Degradation of perineuronal nets in hippocampal CA2 explains the loss of social cognition memory in Alzheimer's disease

Lata Chaunsali, Jiangtao Li, Erik Fleischel, Courtney E. Prim, Izabela Kasprzak, Shan Jiang, Silky Hou, Miguel Escalante, Elise C. Cope, Michelle L. Olsen, Bhanu P. Tewari, Harald Sontheimer

Alzheimer’s and Dementia. Volume21, Issue10, October 2025, e70813

 https://doi.org/10.1002/alz.70813

Abstract:

Loss of social cognition memory impairs Alzheimer's disease (AD) patients to recognize family members, friends, and caregivers. We investigate the role of perineuronal nets (PNNs), specialized coats of extracellular matrix around hippocampal CA2 neurons in AD-associated social memory impairments.

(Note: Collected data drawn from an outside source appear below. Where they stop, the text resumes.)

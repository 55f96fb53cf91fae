/// Spatial axis in (x, y, z) order. Volumes are always stitched along [`Axis::Z`].
#[derive(Debug, Clone, Copy, PartialEq, Eq)]
pub enum Axis {
    X,
    Y,
    Z,
}

impl Axis {
    pub fn index(self) -> usize {
        match self {
            Axis::X => 0,
            Axis::Y => 1,
            Axis::Z => 2,
        }
    }
}

#[derive(Debug, Clone, Copy, PartialEq, Eq)]
pub enum Orientation {
    Axial,
    Coronal,
    Sagittal,
}

#[derive(Debug, Default, Clone, Copy, PartialEq, Eq)]
pub enum Interpolation {
    #[default]
    Linear,
    Nearest,
}

/// How voxels covered by more than one input are resolved.
#[derive(Debug, Default, Clone, Copy, PartialEq, Eq)]
pub enum OverlapPolicy {
    /// Keep the value of the earliest input covering the voxel.
    #[default]
    FirstContributor,
    /// Arithmetic mean of all inputs covering the voxel.
    Average,
}

/// How the stitched volume is probed for slices without coverage before cropping.
#[derive(Debug, Default, Clone, Copy, PartialEq, Eq)]
pub enum TrimProbe {
    /// A slice is kept if any of its voxels is covered.
    #[default]
    AnySample,
    /// A slice is kept if the voxel at the in-plane center is covered.
    /// Assumes uniform in-plane coverage.
    CentralColumn,
}

/// Behaviour when only one input volume is given.
#[derive(Debug, Default, Clone, Copy, PartialEq, Eq)]
pub enum SingleInputPolicy {
    #[default]
    Reject,
    /// Return the margin-trimmed input as a float volume.
    PassThrough,
}

#[derive(Default)]
pub enum SortBy {
    #[default]
    ImagePositionPatient,
    TablePosition,
    InstanceNumber,
    None,
}

/// Sample type of a volume as stored on disk.
#[derive(Debug, Default, Clone, Copy, PartialEq, Eq)]
pub enum DataType {
    U8,
    I16,
    U16,
    I32,
    #[default]
    F32,
    F64,
}
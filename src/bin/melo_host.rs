//! Headless analysis host for stdin/stdout JSON communication.
//!
//! Reads `{"message": "...", "context": {...}}` requests as newline-delimited
//! JSON from stdin and writes one analysis result per line to stdout.
//!
//! Usage: `melo-host [CONFIG_PATH]`. Without an argument the default config
//! path is used when it exists, otherwise built-in defaults.
//!
//! All tracing/diagnostic output goes to stderr so that stdout remains a
//! clean JSON protocol channel.

use std::path::PathBuf;
use std::time::Duration;

use melo::config::EngineConfig;
use melo::host::run_stdio;
use melo::source::openai::{OpenAiSource, OpenAiSourceConfig};
use melo::{EmotionAnalyzer, EmotionResponseEngine, FallbackAnalyzer};

#[tokio::main]
async fn main() -> anyhow::Result<()> {
    // Initialise tracing to stderr only (stdout is reserved for the JSON
    // protocol).
    tracing_subscriber::fmt()
        .with_writer(std::io::stderr)
        .with_env_filter(
            tracing_subscriber::EnvFilter::try_from_default_env()
                .unwrap_or_else(|_| tracing_subscriber::EnvFilter::new("melo=info")),
        )
        .init();

    let config = load_config()?;
    let engine = EmotionResponseEngine::from_config(&config)
        .map_err(|e| anyhow::anyhow!("failed to build engine: {e}"))?;

    let analyzer: Box<dyn EmotionAnalyzer> = if config.source.enabled {
        let source = OpenAiSource::new(OpenAiSourceConfig::from_source_config(&config.source))
            .map_err(|e| anyhow::anyhow!("failed to build response source: {e}"))?;
        tracing::info!(model = %config.source.api_model, "hosted reply source enabled");
        Box::new(FallbackAnalyzer::new(
            engine,
            source,
            Duration::from_millis(config.source.timeout_ms),
        ))
    } else {
        Box::new(engine)
    };

    tracing::info!(analyzer = analyzer.name(), "melo-host starting");

    run_stdio(analyzer.as_ref()).await.map_err(|e| {
        tracing::error!(error = %e, "melo-host exited with error");
        anyhow::anyhow!("melo-host failed: {e}")
    })?;

    tracing::info!("melo-host shut down cleanly");
    Ok(())
}

fn load_config() -> anyhow::Result<EngineConfig> {
    let explicit = std::env::args_os().nth(1).map(PathBuf::from);
    let path = match explicit {
        Some(path) => path,
        None => {
            let default = EngineConfig::default_config_path();
            if !default.exists() {
                tracing::info!("no config file, using built-in defaults");
                return Ok(EngineConfig::default());
            }
            default
        }
    };
    tracing::info!(path = %path.display(), "loading config");
    EngineConfig::from_file(&path)
        .map_err(|e| anyhow::anyhow!("failed to load config {}: {e}", path.display()))
}
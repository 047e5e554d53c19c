//! Persistence and wire shapes derived from an [`AnalysisResult`].
//!
//! These are what a chat service stores next to a bot message and returns to
//! its client. They copy engine output without reinterpreting it.

use chrono::{DateTime, Utc};
use serde::{Deserialize, Serialize};

use crate::engine::AnalysisResult;
use crate::scoring::SecondaryEmotion;

/// Kind of a stored bot message.
#[derive(Debug, Clone, Copy, PartialEq, Eq, Serialize, Deserialize)]
#[serde(rename_all = "lowercase")]
pub enum MessageType {
    Text,
    /// The reply carries a coping suggestion.
    Suggestion,
}

impl MessageType {
    pub fn for_result(result: &AnalysisResult) -> Self {
        if result.coping_strategy.is_some() {
            Self::Suggestion
        } else {
            Self::Text
        }
    }
}

/// Row stored alongside the user's message.
#[derive(Debug, Clone, PartialEq, Serialize, Deserialize)]
pub struct EmotionAnalysisRecord {
    pub detected_emotion: String,
    pub confidence_score: f64,
    /// `all_emotions` as a JSON array of `{label, score}`.
    pub secondary_emotions: String,
    pub analysis_timestamp: DateTime<Utc>,
}

impl EmotionAnalysisRecord {
    /// Build a record stamped with the given time.
    ///
    /// # Errors
    ///
    /// Returns an error if the secondary emotions cannot be encoded.
    pub fn from_result_at(
        result: &AnalysisResult,
        at: DateTime<Utc>,
    ) -> serde_json::Result<Self> {
        Ok(Self {
            detected_emotion: result.emotion.clone(),
            confidence_score: result.confidence,
            secondary_emotions: serde_json::to_string(&result.all_emotions)?,
            analysis_timestamp: at,
        })
    }

    /// Build a record stamped now.
    ///
    /// # Errors
    ///
    /// Returns an error if the secondary emotions cannot be encoded.
    pub fn from_result(result: &AnalysisResult) -> serde_json::Result<Self> {
        Self::from_result_at(result, Utc::now())
    }

    /// Decode the stored secondary emotions.
    ///
    /// # Errors
    ///
    /// Returns an error if the stored text is not a valid JSON array.
    pub fn secondary(&self) -> serde_json::Result<Vec<SecondaryEmotion>> {
        serde_json::from_str(&self.secondary_emotions)
    }
}

/// Body returned to the chat client.
#[derive(Debug, Clone, PartialEq, Serialize, Deserialize)]
pub struct ChatReply {
    pub reply: String,
    pub emotion: String,
    /// Rounded to four decimal places.
    pub confidence: f64,
    pub coping_strategy: Option<String>,
    pub needs_escalation: bool,
    pub message_type: MessageType,
}

impl From<&AnalysisResult> for ChatReply {
    fn from(result: &AnalysisResult) -> Self {
        Self {
            reply: result.response.clone(),
            emotion: result.emotion.clone(),
            confidence: round4(result.confidence),
            coping_strategy: result.coping_strategy.clone(),
            needs_escalation: result.needs_escalation,
            message_type: MessageType::for_result(result),
        }
    }
}

fn round4(value: f64) -> f64 {
    (value * 10_000.0).round() / 10_000.0
}
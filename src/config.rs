//! Configuration types for the emotion engine.

use crate::error::{MeloError, Result};
use serde::{Deserialize, Serialize};
use std::path::PathBuf;

/// Largest accepted per-tier phrase weight.
pub const MAX_PHRASE_WEIGHT: u32 = 1_000;

/// Top-level engine configuration.
#[derive(Debug, Clone, Default, PartialEq, Serialize, Deserialize)]
#[serde(default)]
pub struct EngineConfig {
    /// Optional catalog file replacing the built-in lexicon and tables.
    pub catalog_path: Option<PathBuf>,
    /// Scoring weights, confidence curve and tier thresholds.
    pub scoring: ScoringConfig,
    /// Response and coping selection thresholds.
    pub responses: ResponseConfig,
    /// How a [`UserContext`](crate::context::UserContext) is derived from history.
    pub context: ContextConfig,
    /// Template variant selection.
    pub picker: PickerConfig,
    /// Optional hosted-model reply source.
    pub source: SourceConfig,
}

/// Scoring configuration.
///
/// Defaults reproduce the classic tuning: `0.5 + score * 0.08`, capped at
/// `0.98`, with no signal-count bonus.
#[derive(Debug, Clone, PartialEq, Serialize, Deserialize)]
#[serde(default)]
pub struct ScoringConfig {
    /// Weight of a matched `strong` phrase.
    pub strong_weight: u32,
    /// Weight of a matched `medium` phrase.
    pub medium_weight: u32,
    /// Weight of a matched `weak` phrase.
    pub weak_weight: u32,
    /// Weight of a matched `context` phrase.
    pub context_weight: u32,
    /// Confidence floor for any non-zero score.
    pub base_offset: f64,
    /// Confidence gained per raw score point.
    pub score_gain: f64,
    /// Upper bound on confidence for lexicon detections.
    pub confidence_cap: f64,
    /// Bonus per distinct matched phrase beyond the first.
    ///
    /// Set to 0.0 to disable corroboration bonuses.
    pub signal_bonus: f64,
    /// Upper bound on the total signal bonus.
    pub signal_bonus_cap: f64,
    /// Divisor used to normalize secondary-emotion scores.
    pub normalization_divisor: f64,
    /// Maximum number of entries in `all_emotions`.
    pub max_secondary: usize,
    /// Raw scores below this are `weak`.
    pub medium_threshold: u32,
    /// Raw scores at or above this are `strong`.
    pub strong_threshold: u32,
}

impl Default for ScoringConfig {
    fn default() -> Self {
        Self {
            strong_weight: 3,
            medium_weight: 2,
            weak_weight: 1,
            context_weight: 2,
            base_offset: 0.5,
            score_gain: 0.08,
            confidence_cap: 0.98,
            signal_bonus: 0.0,
            signal_bonus_cap: 0.1,
            normalization_divisor: 10.0,
            max_secondary: 3,
            medium_threshold: 2,
            strong_threshold: 5,
        }
    }
}

/// Response selection configuration.
#[derive(Debug, Clone, PartialEq, Eq, Serialize, Deserialize)]
#[serde(default)]
pub struct ResponseConfig {
    /// Prior message count above which a `recurring` template is preferred.
    pub recurring_message_threshold: usize,
    /// Raw scores below this never receive a coping suggestion.
    pub coping_min_score: u32,
}

impl Default for ResponseConfig {
    fn default() -> Self {
        Self {
            recurring_message_threshold: 10,
            coping_min_score: 2,
        }
    }
}

/// History-to-context derivation settings.
#[derive(Debug, Clone, PartialEq, Eq, Serialize, Deserialize)]
#[serde(default)]
pub struct ContextConfig {
    /// Number of most recent messages inspected.
    pub history_window: usize,
    /// A user "has history" when more messages than this are available.
    pub min_history_messages: usize,
    /// Maximum number of recent themes carried in the context.
    pub max_themes: usize,
}

impl Default for ContextConfig {
    fn default() -> Self {
        Self {
            history_window: 50,
            min_history_messages: 5,
            max_themes: 10,
        }
    }
}

/// Strategy used to choose among equally valid template variants.
#[derive(Debug, Default, Clone, Copy, PartialEq, Eq, Serialize, Deserialize)]
#[serde(rename_all = "lowercase")]
pub enum PickerMode {
    /// Always the first variant.
    #[default]
    First,
    /// Reproducible pseudo-random choice derived from `seed` and the slot.
    Seeded,
    /// Thread-local randomness.
    Random,
}

/// Template variant picker configuration.
#[derive(Debug, Clone, Default, PartialEq, Eq, Serialize, Deserialize)]
#[serde(default)]
pub struct PickerConfig {
    pub mode: PickerMode,
    /// Seed for [`PickerMode::Seeded`].
    pub seed: u64,
}

/// Hosted-model reply source configuration.
#[derive(Debug, Clone, PartialEq, Serialize, Deserialize)]
#[serde(default)]
pub struct SourceConfig {
    /// Whether the hosted source decorates the lexicon engine.
    pub enabled: bool,
    /// Base URL of an OpenAI-compatible server.
    pub api_url: String,
    /// Model name to request.
    pub api_model: String,
    /// Environment variable holding the API key (empty = no auth header).
    pub api_key_env: String,
    /// Hard bound on a single generation, in milliseconds.
    pub timeout_ms: u64,
    /// Maximum tokens to generate per reply.
    pub max_tokens: u32,
    /// Sampling temperature.
    pub temperature: f64,
    /// System prompt sent with every request.
    pub system_prompt: String,
}

impl Default for SourceConfig {
    fn default() -> Self {
        Self {
            enabled: false,
            api_url: "https://api.openai.com".to_owned(),
            api_model: "gpt-4o-mini".to_owned(),
            api_key_env: "MELO_API_KEY".to_owned(),
            timeout_ms: 8_000,
            max_tokens: 200,
            temperature: 0.7,
            system_prompt: "You are Melo, a warm and supportive listener. Reply in two or three \
                            short sentences. Acknowledge the feeling before anything else. Never \
                            diagnose and never give medical advice."
                .to_owned(),
        }
    }
}

impl SourceConfig {
    /// Resolve the API key from the configured environment variable.
    ///
    /// Returns an empty string when no variable is configured or it is unset.
    pub fn resolve_api_key(&self) -> String {
        if self.api_key_env.trim().is_empty() {
            return String::new();
        }
        std::env::var(&self.api_key_env).unwrap_or_default()
    }
}

impl EngineConfig {
    /// Load configuration from a TOML file.
    ///
    /// # Errors
    ///
    /// Returns an error if the file cannot be read, parsed, or fails validation.
    pub fn from_file(path: &std::path::Path) -> Result<Self> {
        let content = std::fs::read_to_string(path)?;
        let config: Self = toml::from_str(&content).map_err(|e| MeloError::Config(e.to_string()))?;
        config.validate()?;
        Ok(config)
    }

    /// Save configuration to a TOML file, creating parent directories as needed.
    ///
    /// # Errors
    ///
    /// Returns an error if the file cannot be written or the config cannot be serialized.
    pub fn save_to_file(&self, path: &std::path::Path) -> Result<()> {
        if let Some(parent) = path.parent() {
            std::fs::create_dir_all(parent)?;
        }
        let content =
            toml::to_string_pretty(self).map_err(|e| MeloError::Config(e.to_string()))?;
        std::fs::write(path, content)?;
        Ok(())
    }

    /// Returns the default config file path: `~/.config/melo/config.toml`.
    pub fn default_config_path() -> PathBuf {
        if let Some(config) = std::env::var_os("XDG_CONFIG_HOME") {
            PathBuf::from(config).join("melo").join("config.toml")
        } else if let Some(home) = std::env::var_os("HOME") {
            PathBuf::from(home)
                .join(".config")
                .join("melo")
                .join("config.toml")
        } else {
            PathBuf::from("/tmp/melo-config/config.toml")
        }
    }

    /// Check numeric invariants the scorer relies on.
    ///
    /// # Errors
    ///
    /// Returns [`MeloError::Config`] describing the first violated invariant.
    pub fn validate(&self) -> Result<()> {
        let s = &self.scoring;
        if s.normalization_divisor.is_nan() || s.normalization_divisor <= 0.0 {
            return Err(MeloError::Config(
                "scoring.normalization_divisor must be positive".to_owned(),
            ));
        }
        if !(0.0..=1.0).contains(&s.confidence_cap) {
            return Err(MeloError::Config(
                "scoring.confidence_cap must be within 0.0..=1.0".to_owned(),
            ));
        }
        if !(0.0..=1.0).contains(&s.base_offset) {
            return Err(MeloError::Config(
                "scoring.base_offset must be within 0.0..=1.0".to_owned(),
            ));
        }
        if s.score_gain < 0.0 || s.signal_bonus < 0.0 || s.signal_bonus_cap < 0.0 {
            return Err(MeloError::Config(
                "scoring gains and bonuses must not be negative".to_owned(),
            ));
        }
        let weights = [
            ("strong_weight", s.strong_weight),
            ("medium_weight", s.medium_weight),
            ("weak_weight", s.weak_weight),
            ("context_weight", s.context_weight),
        ];
        for (name, weight) in weights {
            if weight > MAX_PHRASE_WEIGHT {
                return Err(MeloError::Config(format!(
                    "scoring.{name} ({weight}) exceeds {MAX_PHRASE_WEIGHT}"
                )));
            }
        }
        if s.medium_threshold > s.strong_threshold {
            return Err(MeloError::Config(format!(
                "scoring.medium_threshold ({}) exceeds strong_threshold ({})",
                s.medium_threshold, s.strong_threshold
            )));
        }
        if self.source.enabled && self.source.timeout_ms == 0 {
            return Err(MeloError::Config(
                "source.timeout_ms must be non-zero when the source is enabled".to_owned(),
            ));
        }
        Ok(())
    }
}
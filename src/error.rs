//! Error types for the melo engine.

/// Top-level error type.
///
/// Analysis itself never fails; these errors come from loading configuration
/// and catalogs, or from collaborators such as the history provider.
#[derive(Debug, thiserror::Error)]
pub enum MeloError {
    /// Configuration error.
    #[error("config error: {0}")]
    Config(String),

    /// Lexicon / response catalog error.
    #[error("catalog error: {0}")]
    Catalog(String),

    /// History lookup error.
    #[error("history error: {0}")]
    History(String),

    /// I/O error.
    #[error("I/O error: {0}")]
    Io(#[from] std::io::Error),
}

/// Convenience result type.
pub type Result<T> = std::result::Result<T, MeloError>;
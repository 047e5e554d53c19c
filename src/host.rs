//! Newline-delimited JSON bridge over any async reader and writer.
//!
//! Each input line is a [`HostRequest`]; each output line is either an
//! [`AnalysisResult`] or a [`HostError`]. A bad line never stops the loop.
//!
//! Stdout is exclusively reserved for the JSON protocol; all diagnostic
//! output (tracing, logs) must be routed to stderr.

use serde::{Deserialize, Serialize};
use tokio::io::{AsyncBufRead, AsyncBufReadExt, AsyncWrite, AsyncWriteExt, BufReader, BufWriter};

use crate::context::UserContext;
use crate::engine::EmotionAnalyzer;
use crate::error::{MeloError, Result};

/// One analysis request.
///
/// A missing or `null` message is analyzed as empty text.
#[derive(Debug, Clone, PartialEq, Serialize, Deserialize)]
pub struct HostRequest {
    #[serde(default)]
    pub message: Option<String>,
    #[serde(default)]
    pub context: Option<UserContext>,
}

/// Reply line for a request that could not be handled.
#[derive(Debug, Clone, PartialEq, Eq, Serialize, Deserialize)]
pub struct HostError {
    pub error: String,
    /// 1-based input line number.
    pub line: usize,
}

/// Serve requests from `reader` until EOF, writing one reply per request.
///
/// Blank lines are skipped. Lines that are not UTF-8 or not a valid request
/// get a [`HostError`] reply. Returns the number of requests answered
/// (including error replies).
///
/// # Errors
///
/// Returns [`MeloError::Io`] if reading or writing fails.
pub async fn serve_lines<A, R, W>(analyzer: &A, reader: R, writer: W) -> Result<usize>
where
    A: EmotionAnalyzer + ?Sized,
    R: AsyncBufRead + Unpin,
    W: AsyncWrite + Unpin,
{
    let mut reader = reader;
    let mut writer = writer;
    let mut buf = Vec::new();
    let mut line_no = 0;
    let mut answered = 0;

    loop {
        buf.clear();
        if reader.read_until(b'\n', &mut buf).await? == 0 {
            break;
        }
        line_no += 1;

        let json = match parse_request(&buf) {
            Ok(None) => continue,
            Ok(Some(request)) => {
                let message = request.message.as_deref().unwrap_or("");
                let result = analyzer.analyze(message, request.context.as_ref()).await;
                serde_json::to_string(&result)
            }
            Err(reason) => {
                tracing::warn!(line = line_no, error = %reason, "failed to parse request line");
                serde_json::to_string(&HostError {
                    error: format!("invalid request: {reason}"),
                    line: line_no,
                })
            }
        }
        .map_err(|e| MeloError::Io(std::io::Error::other(e)))?;

        write_line(&mut writer, &json).await?;
        answered += 1;
    }

    tracing::info!(answered, "input closed");
    Ok(answered)
}

/// Serve requests from stdin to stdout.
///
/// # Errors
///
/// Returns [`MeloError::Io`] if stdin or stdout fail.
pub async fn run_stdio<A>(analyzer: &A) -> Result<usize>
where
    A: EmotionAnalyzer + ?Sized,
{
    let reader = BufReader::new(tokio::io::stdin());
    let writer = BufWriter::new(tokio::io::stdout());
    serve_lines(analyzer, reader, writer).await
}

/// Decode one raw line. `Ok(None)` means the line was blank.
fn parse_request(raw: &[u8]) -> std::result::Result<Option<HostRequest>, String> {
    let text = std::str::from_utf8(raw).map_err(|e| format!("line is not UTF-8: {e}"))?;
    let trimmed = text.trim();
    if trimmed.is_empty() {
        return Ok(None);
    }
    serde_json::from_str(trimmed)
        .map(Some)
        .map_err(|e| e.to_string())
}

async fn write_line<W: AsyncWrite + Unpin>(writer: &mut W, json: &str) -> Result<()> {
    writer.write_all(json.as_bytes()).await?;
    writer.write_all(b"\n").await?;
    writer.flush().await?;
    Ok(())
}

#[cfg(test)]
mod tests {
    #![allow(clippy::unwrap_used, clippy::expect_used)]

    use super::*;
    use crate::engine::{AnalysisResult, EmotionResponseEngine};

    async fn run(input: &str) -> (usize, Vec<String>) {
        run_bytes(input.as_bytes()).await
    }

    async fn run_bytes(input: &[u8]) -> (usize, Vec<String>) {
        let engine = EmotionResponseEngine::builtin();
        let mut out = Vec::new();
        let answered = serve_lines(&engine, input, &mut out)
            .await
            .unwrap();
        let text = String::from_utf8(out).unwrap();
        (answered, text.lines().map(String::from).collect())
    }

    #[tokio::test]
    async fn answers_each_request_in_order() {
        let input = concat!(
            r#"{"message": "I'm so happy"}"#,
            "\n",
            r#"{"message": "I want to die"}"#,
            "\n"
        );
        let (answered, lines) = run(input).await;
        assert_eq!(answered, 2);

        let first: AnalysisResult = serde_json::from_str(&lines[0]).unwrap();
        assert_eq!(first.emotion, "Happiness");
        let second: AnalysisResult = serde_json::from_str(&lines[1]).unwrap();
        assert!(second.needs_escalation);
    }

    #[tokio::test]
    async fn context_is_passed_through() {
        let input =
            r#"{"message": "so sad", "context": {"has_history": true, "message_count": 30}}"#;
        let (_, lines) = run(input).await;
        let result: AnalysisResult = serde_json::from_str(&lines[0]).unwrap();
        assert_eq!(
            result.response,
            "I know sadness visits you often. You're stronger than you think."
        );
    }

    #[tokio::test]
    async fn malformed_line_gets_error_and_loop_continues() {
        let input = "not json\n\n{\"message\": \"\"}\n";
        let (answered, lines) = run(input).await;
        assert_eq!(answered, 2);

        let error: HostError = serde_json::from_str(&lines[0]).unwrap();
        assert_eq!(error.line, 1);
        assert!(error.error.starts_with("invalid request"));

        let neutral: AnalysisResult = serde_json::from_str(&lines[1]).unwrap();
        assert_eq!(neutral.emotion, "Neutral");
    }

    #[tokio::test]
    async fn invalid_utf8_line_gets_error_and_loop_continues() {
        let mut input = b"{\"message\": \"\xff\xfe sad\"}\n".to_vec();
        input.extend_from_slice(b"{\"message\": \"I am so sad\"}\n");
        let (answered, lines) = run_bytes(&input).await;
        assert_eq!(answered, 2);

        let error: HostError = serde_json::from_str(&lines[0]).unwrap();
        assert_eq!(error.line, 1);
        assert!(error.error.contains("UTF-8"));

        let sad: AnalysisResult = serde_json::from_str(&lines[1]).unwrap();
        assert_eq!(sad.emotion, "Sadness");
    }

    #[tokio::test]
    async fn null_or_missing_message_is_neutral() {
        let input = "{\"message\": null}\n{}\n{\"context\": {\"has_history\": true}}\n";
        let (answered, lines) = run(input).await;
        assert_eq!(answered, 3);
        for line in &lines {
            let result: AnalysisResult = serde_json::from_str(line).unwrap();
            assert_eq!(result.emotion, "Neutral");
            assert_eq!(result.confidence, 0.5);
        }
    }

    #[tokio::test]
    async fn final_line_without_newline_is_answered() {
        let (answered, lines) = run(r#"{"message": "I'm so happy"}"#).await;
        assert_eq!(answered, 1);
        let result: AnalysisResult = serde_json::from_str(&lines[0]).unwrap();
        assert_eq!(result.emotion, "Happiness");
    }
}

We utilized 5XFAD mouse model of AD and employed immunohistochemistry, microscopy, bulk RNA-sequencing, animal behavior, gene-knockout, and drug-treatment approaches. AD mice showed profound disruption of CA2 PNNs with concomitant impairment of social cognition memory. Genetic or enzymatic CA2 PNN disruption in wild-type mice mimicked these impairments. Transcriptomic analysis shows upregulation of PNN-cleaving matrix metalloproteinases (MMP) in AD mice causing disequilibrium of PNN synthesis and remodeling. Chronic inhibition of MMPs retains CA2 PNN and delays social memory impairments in 5XFAD mice. AD-associated social memory impairments are caused by loss of CA2 PNNs. Inhibition of PNN proteolysis by MMPs preserves social memory, suggesting PNN as a promising therapeutic target.